When a question as to the creditworthiness of a creditor is to be adjudicated and if the creditor is an Income Tax assessee, it is now well settled by the decision of the Calcutta High Court in M/S. DATAWARE PRIVATE LIMITED [2011 (9) TMI 175 - CALCUTTA HIGH COURT] that the creditworthiness of the creditor cannot be disputed by the AO of the assessee but the AO of the creditor.
Section 68 of the Act provides that if any sum found credited in the year in respect of which the assessee fails to explain the nature and source shall be assessed as its undisclosed income. In the facts of the present case, both the nature and source of the share application received was fully explained by the assessee. The assessee had discharged its onus to prove the identity, creditworthiness and genuineness of the share applicants.
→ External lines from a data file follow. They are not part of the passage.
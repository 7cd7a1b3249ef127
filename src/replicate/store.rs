//! SQLite message store with (folder, internaldate, message) deduplication.

use log::info;
use rusqlite::types::ValueRef;
use rusqlite::{ffi, params, Connection, OptionalExtension};
use std::path::{Path, PathBuf};

use super::types::{FlagSet, MessageRecord};
use crate::error::{Error, Result};

/// Kept byte-for-byte so store files stay interchangeable with other tools
/// writing the same layout.
const SCHEMA: &str = "CREATE TABLE IF NOT EXISTS emails(folder TEXT NOT NULL, flags BLOB NOT NULL, internaldate INTEGER NOT NULL, message BLOB NOT NULL, UNIQUE(folder,internaldate,message))";

#[derive(Debug, Clone, Copy, PartialEq, Eq)]
pub enum InsertOutcome {
    Inserted,
    /// A row with the same folder, internal date and body already exists.
    Duplicate,
}

pub struct Store {
    path: Option<PathBuf>,
    conn: Connection,
}

impl Store {
    /// Open (creating if needed) a store file and ensure the schema.
    pub fn open(path: &Path) -> Result<Self> {
        if let Some(parent) = path.parent() {
            if !parent.as_os_str().is_empty() {
                std::fs::create_dir_all(parent).map_err(|e| {
                    Error::Configuration(format!("cannot create {}: {}", parent.display(), e))
                })?;
            }
        }
        let conn = Connection::open(path)?;
        let store = Self {
            path: Some(path.to_path_buf()),
            conn,
        };
        store.ensure_schema()?;
        Ok(store)
    }

    pub fn open_in_memory() -> Result<Self> {
        let store = Self {
            path: None,
            conn: Connection::open_in_memory()?,
        };
        store.ensure_schema()?;
        Ok(store)
    }

    pub fn path(&self) -> Option<&Path> {
        self.path.as_deref()
    }

    pub fn ensure_schema(&self) -> Result<()> {
        self.conn.execute_batch(SCHEMA)?;
        Ok(())
    }

    /// Insert one record. A uniqueness violation is the expected
    /// "already have it" outcome, not an error.
    pub fn insert(&self, record: &MessageRecord) -> Result<InsertOutcome> {
        let result = self.conn.execute(
            "INSERT INTO emails VALUES(?1, ?2, ?3, ?4)",
            params![
                record.folder,
                record.flags.to_string(),
                record.internal_timestamp,
                record.body
            ],
        );
        match result {
            Ok(_) => Ok(InsertOutcome::Inserted),
            Err(rusqlite::Error::SqliteFailure(e, _))
                if e.extended_code == ffi::SQLITE_CONSTRAINT_UNIQUE =>
            {
                info!("Duplicate email, skipping");
                Ok(InsertOutcome::Duplicate)
            }
            Err(e) => Err(Error::StoreWrite(e)),
        }
    }

    /// Folder names that hold at least one record.
    pub fn distinct_folders(&self) -> Result<Vec<String>> {
        let mut stmt = self
            .conn
            .prepare("SELECT folder FROM emails GROUP BY folder")?;
        let folders = stmt
            .query_map([], |row| row.get::<_, String>(0))?
            .collect::<rusqlite::Result<Vec<_>>>()?;
        Ok(folders)
    }

    pub fn count(&self) -> Result<u64> {
        let n: i64 = self
            .conn
            .query_row("SELECT count(*) FROM emails", [], |row| row.get(0))?;
        Ok(n.max(0) as u64)
    }

    /// Every record in insertion order, one row loaded at a time.
    pub fn records(&self) -> Records<'_> {
        Records {
            store: self,
            last_rowid: i64::MIN,
            done: false,
        }
    }

    fn record_after(&self, rowid: i64) -> Result<Option<(i64, MessageRecord)>> {
        let row = self
            .conn
            .query_row(
                "SELECT rowid, folder, flags, internaldate, message FROM emails \
                 WHERE rowid > ?1 ORDER BY rowid LIMIT 1",
                params![rowid],
                |row| {
                    let flags = text_or_blob(row.get_ref(2)?);
                    let body = match row.get_ref(4)? {
                        ValueRef::Blob(b) | ValueRef::Text(b) => b.to_vec(),
                        _ => Vec::new(),
                    };
                    Ok((
                        row.get::<_, i64>(0)?,
                        MessageRecord {
                            folder: row.get(1)?,
                            flags: FlagSet::parse(&flags),
                            internal_timestamp: row.get(3)?,
                            body,
                        },
                    ))
                },
            )
            .optional()?;
        Ok(row)
    }
}

/// Flags may have been written as TEXT or BLOB.
fn text_or_blob(value: ValueRef<'_>) -> String {
    match value {
        ValueRef::Text(b) | ValueRef::Blob(b) => String::from_utf8_lossy(b).into_owned(),
        _ => String::new(),
    }
}

/// Lazy, single-pass iterator over stored records.
pub struct Records<'a> {
    store: &'a Store,
    last_rowid: i64,
    done: bool,
}

impl Iterator for Records<'_> {
    type Item = Result<MessageRecord>;

    fn next(&mut self) -> Option<Self::Item> {
        if self.done {
            return None;
        }
        match self.store.record_after(self.last_rowid) {
            Ok(Some((rowid, record))) => {
                self.last_rowid = rowid;
                Some(Ok(record))
            }
            Ok(None) => {
                self.done = true;
                None
            }
            Err(e) => {
                self.done = true;
                Some(Err(e))
            }
        }
    }
}
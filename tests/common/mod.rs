//! Shared test fixtures: in-memory IMAP fake and a warning-counting logger.

#![allow(dead_code)]

use std::cell::{Cell, RefCell};
use std::collections::HashMap;
use std::rc::Rc;
use std::sync::Once;

use mailclone::error::{Error, Result};
use mailclone::replicate::folders::RemoteFolder;
use mailclone::replicate::session::{Connector, Credentials, MailServer};
use mailclone::replicate::types::{FetchedMessage, FlagSet};

pub const PASSWORD: &str = "secret";

// ---------------------------------------------------------------------------
// Logging
// ---------------------------------------------------------------------------

thread_local! {
    static WARNINGS: Cell<usize> = const { Cell::new(0) };
}

struct CountingLogger;

impl log::Log for CountingLogger {
    fn enabled(&self, _metadata: &log::Metadata) -> bool {
        true
    }

    fn log(&self, record: &log::Record) {
        if record.level() == log::Level::Warn {
            WARNINGS.with(|w| w.set(w.get() + 1));
        }
    }

    fn flush(&self) {}
}

static LOGGER: CountingLogger = CountingLogger;
static INIT: Once = Once::new();

/// Install the counting logger and zero this thread's warning count.
pub fn reset_warnings() {
    INIT.call_once(|| {
        let _ = log::set_logger(&LOGGER);
        log::set_max_level(log::LevelFilter::Trace);
    });
    WARNINGS.with(|w| w.set(0));
}

/// Warnings logged on the current thread since `reset_warnings`.
pub fn warnings() -> usize {
    WARNINGS.with(|w| w.get())
}

// ---------------------------------------------------------------------------
// Fake server
// ---------------------------------------------------------------------------

#[derive(Debug, Clone)]
pub struct FakeFolder {
    pub name: String,
    pub selectable: bool,
    pub messages: Vec<(u32, FetchedMessage)>,
}

#[derive(Debug, Default)]
pub struct FakeState {
    pub delimiter: Option<String>,
    pub folders: Vec<FakeFolder>,
    /// Connection attempts that fail before one succeeds.
    pub connect_failures: u32,
    /// Fetch calls that fail with a connection error.
    pub fetch_failures: u32,
    /// Append calls that fail with a connection error.
    pub append_failures: u32,
    /// Refuse any append that carries flags.
    pub reject_flags: bool,
    /// UIDs the server pretends not to have.
    pub missing_uids: Vec<u32>,
    pub connects: u32,
    pub fetches: u32,
    pub appends: u32,
    pub creates: Vec<String>,
    next_uid: u32,
}

impl FakeState {
    pub fn folder(&self, name: &str) -> Option<&FakeFolder> {
        self.folders.iter().find(|f| f.name == name)
    }

    pub fn folder_names(&self) -> Vec<String> {
        self.folders.iter().map(|f| f.name.clone()).collect()
    }
}

pub type SharedState = Rc<RefCell<FakeState>>;

/// Build a server state with the given delimiter.
pub fn fake_server(delimiter: Option<&str>) -> SharedState {
    Rc::new(RefCell::new(FakeState {
        delimiter: delimiter.map(str::to_string),
        next_uid: 1,
        ..Default::default()
    }))
}

pub fn add_folder(state: &SharedState, name: &str, selectable: bool) {
    state.borrow_mut().folders.push(FakeFolder {
        name: name.to_string(),
        selectable,
        messages: Vec::new(),
    });
}

pub fn add_message(state: &SharedState, folder: &str, flags: &str, timestamp: i64, body: &[u8]) -> u32 {
    let mut s = state.borrow_mut();
    let uid = s.next_uid;
    s.next_uid += 1;
    let folder = s
        .folders
        .iter_mut()
        .find(|f| f.name == folder)
        .expect("folder must exist");
    folder.messages.push((uid, message(flags, timestamp, body)));
    uid
}

pub fn message(flags: &str, timestamp: i64, body: &[u8]) -> FetchedMessage {
    FetchedMessage {
        flags: FlagSet::parse(flags),
        internal_timestamp: timestamp,
        body: body.to_vec(),
    }
}

pub struct FakeServer {
    host: String,
    state: SharedState,
    selected: Option<String>,
}

fn lost(host: &str) -> Error {
    Error::connection(host, "connection reset by peer")
}

impl MailServer for FakeServer {
    fn list_folders(&mut self) -> Result<Vec<RemoteFolder>> {
        let s = self.state.borrow();
        Ok(s.folders
            .iter()
            .map(|f| RemoteFolder::new(&f.name, s.delimiter.as_deref(), f.selectable))
            .collect())
    }

    fn hierarchy_delimiter(&mut self) -> Result<Option<String>> {
        Ok(self.state.borrow().delimiter.clone())
    }

    fn folder_exists(&mut self, folder: &str) -> Result<bool> {
        Ok(self.state.borrow().folder(folder).is_some())
    }

    fn select(&mut self, folder: &str, _readonly: bool) -> Result<()> {
        match self.state.borrow().folder(folder) {
            Some(f) if f.selectable => {
                self.selected = Some(folder.to_string());
                Ok(())
            }
            _ => Err(Error::FolderNotFound(folder.to_string())),
        }
    }

    fn search_uids(&mut self) -> Result<Vec<u32>> {
        let s = self.state.borrow();
        let selected = self
            .selected
            .as_deref()
            .ok_or_else(|| Error::Protocol("no folder selected".to_string()))?;
        let folder = s
            .folder(selected)
            .ok_or_else(|| Error::FolderNotFound(selected.to_string()))?;
        Ok(folder.messages.iter().map(|(uid, _)| *uid).collect())
    }

    fn fetch(&mut self, uid: u32) -> Result<Option<FetchedMessage>> {
        let mut s = self.state.borrow_mut();
        s.fetches += 1;
        if s.fetch_failures > 0 {
            s.fetch_failures -= 1;
            return Err(lost(&self.host));
        }
        if s.missing_uids.contains(&uid) {
            return Ok(None);
        }
        let selected = self.selected.as_deref().unwrap_or_default();
        Ok(s.folder(selected).and_then(|f| {
            f.messages
                .iter()
                .find(|(u, _)| *u == uid)
                .map(|(_, m)| m.clone())
        }))
    }

    fn append(
        &mut self,
        folder: &str,
        flags: &FlagSet,
        internal_timestamp: i64,
        body: &[u8],
    ) -> Result<()> {
        let mut s = self.state.borrow_mut();
        s.appends += 1;
        if s.append_failures > 0 {
            s.append_failures -= 1;
            return Err(lost(&self.host));
        }
        if s.reject_flags && !flags.is_empty() {
            return Err(Error::FlagRejected("invalid flag list".to_string()));
        }
        let uid = s.next_uid;
        s.next_uid += 1;
        let Some(target) = s.folders.iter_mut().find(|f| f.name == folder) else {
            return Err(Error::Protocol(format!("[TRYCREATE] no folder {}", folder)));
        };
        target.messages.push((
            uid,
            FetchedMessage {
                flags: flags.clone(),
                internal_timestamp,
                body: body.to_vec(),
            },
        ));
        Ok(())
    }

    fn create(&mut self, folder: &str) -> Result<()> {
        let mut s = self.state.borrow_mut();
        if s.folder(folder).is_some() {
            return Err(Error::FolderExists(folder.to_string()));
        }
        s.creates.push(folder.to_string());
        s.folders.push(FakeFolder {
            name: folder.to_string(),
            selectable: true,
            messages: Vec::new(),
        });
        Ok(())
    }
}

/// Hands out sessions on fake servers keyed by host.
#[derive(Default)]
pub struct FakeConnector {
    servers: HashMap<String, SharedState>,
}

impl FakeConnector {
    pub fn new() -> Self {
        Self::default()
    }

    pub fn with_server(mut self, host: &str, state: &SharedState) -> Self {
        self.servers.insert(host.to_string(), Rc::clone(state));
        self
    }
}

impl Connector for FakeConnector {
    fn connect(&self, credentials: &Credentials) -> Result<Box<dyn MailServer>> {
        let state = self
            .servers
            .get(&credentials.host)
            .ok_or_else(|| Error::connection(&credentials.host, "no route to host"))?;
        {
            let mut s = state.borrow_mut();
            s.connects += 1;
            if s.connect_failures > 0 {
                s.connect_failures -= 1;
                return Err(lost(&credentials.host));
            }
        }
        if credentials.password != PASSWORD {
            return Err(Error::Authentication {
                host: credentials.host.clone(),
                user: credentials.user.clone(),
                message: "invalid credentials".to_string(),
            });
        }
        Ok(Box::new(FakeServer {
            host: credentials.host.clone(),
            state: Rc::clone(state),
            selected: None,
        }))
    }
}

pub fn credentials(host: &str) -> Credentials {
    Credentials::new(host, "user@example.com", PASSWORD)
}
The PAN details, bank account statements, audited financial statements and Income Tax acknowledgments were placed on AO's record. Accordingly all the three conditions as required u/s. 68 of the Act i.e. the identity, creditworthiness and genuineness of the transaction was placed before the AO and the onus shifted to AO to disprove the materials placed before him. Without doing so, the addition made by the AO is based on conjectures and surmises, cannot be justified - no addition was warranted under Section 68 of the Act. Therefore, we delete the addition made - Decided in favour of assessee.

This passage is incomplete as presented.